■ Task prompt ■
Pull every line containing "const" from the listing.

■ Supplied information ■
————
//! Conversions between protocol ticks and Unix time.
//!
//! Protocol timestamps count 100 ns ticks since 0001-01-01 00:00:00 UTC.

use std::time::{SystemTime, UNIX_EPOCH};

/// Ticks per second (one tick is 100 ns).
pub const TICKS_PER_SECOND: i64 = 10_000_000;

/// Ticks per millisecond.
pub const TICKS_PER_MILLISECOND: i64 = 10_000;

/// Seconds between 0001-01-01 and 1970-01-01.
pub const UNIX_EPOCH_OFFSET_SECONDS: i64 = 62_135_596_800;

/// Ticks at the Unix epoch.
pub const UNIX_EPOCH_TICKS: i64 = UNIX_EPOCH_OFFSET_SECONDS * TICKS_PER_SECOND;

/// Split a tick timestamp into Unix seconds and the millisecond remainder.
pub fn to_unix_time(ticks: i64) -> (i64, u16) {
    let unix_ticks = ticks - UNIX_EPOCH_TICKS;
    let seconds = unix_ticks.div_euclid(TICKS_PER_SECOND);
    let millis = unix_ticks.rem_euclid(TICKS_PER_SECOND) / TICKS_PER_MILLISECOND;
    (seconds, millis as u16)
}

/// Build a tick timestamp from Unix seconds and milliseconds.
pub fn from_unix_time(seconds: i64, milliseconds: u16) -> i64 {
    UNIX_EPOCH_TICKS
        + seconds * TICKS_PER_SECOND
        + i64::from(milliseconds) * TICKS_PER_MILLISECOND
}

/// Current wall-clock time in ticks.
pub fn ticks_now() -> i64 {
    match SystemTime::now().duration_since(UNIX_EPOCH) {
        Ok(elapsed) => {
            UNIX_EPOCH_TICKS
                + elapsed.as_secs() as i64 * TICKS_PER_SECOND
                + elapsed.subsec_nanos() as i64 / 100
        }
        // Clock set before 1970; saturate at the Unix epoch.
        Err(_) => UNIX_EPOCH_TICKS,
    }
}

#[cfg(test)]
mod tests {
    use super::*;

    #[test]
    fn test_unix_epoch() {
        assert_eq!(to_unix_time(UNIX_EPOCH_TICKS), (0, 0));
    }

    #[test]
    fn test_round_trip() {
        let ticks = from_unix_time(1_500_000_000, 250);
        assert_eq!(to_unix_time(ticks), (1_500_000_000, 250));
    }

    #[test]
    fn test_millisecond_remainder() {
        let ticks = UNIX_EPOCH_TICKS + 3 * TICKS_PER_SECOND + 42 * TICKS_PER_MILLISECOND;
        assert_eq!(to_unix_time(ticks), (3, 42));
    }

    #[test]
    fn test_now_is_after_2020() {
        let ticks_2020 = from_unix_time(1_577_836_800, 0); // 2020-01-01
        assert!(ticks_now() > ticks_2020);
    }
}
————
■ Answer to the problem ■
pub const TICKS_PER_SECOND: i64 = 10_000_000;
pub const TICKS_PER_MILLISECOND: i64 = 10_000;
pub const UNIX_EPOCH_OFFSET_SECONDS: i64 = 62_135_596_800;
pub const UNIX_EPOCH_TICKS: i64 = UNIX_EPOCH_OFFSET_SECONDS * TICKS_PER_SECOND;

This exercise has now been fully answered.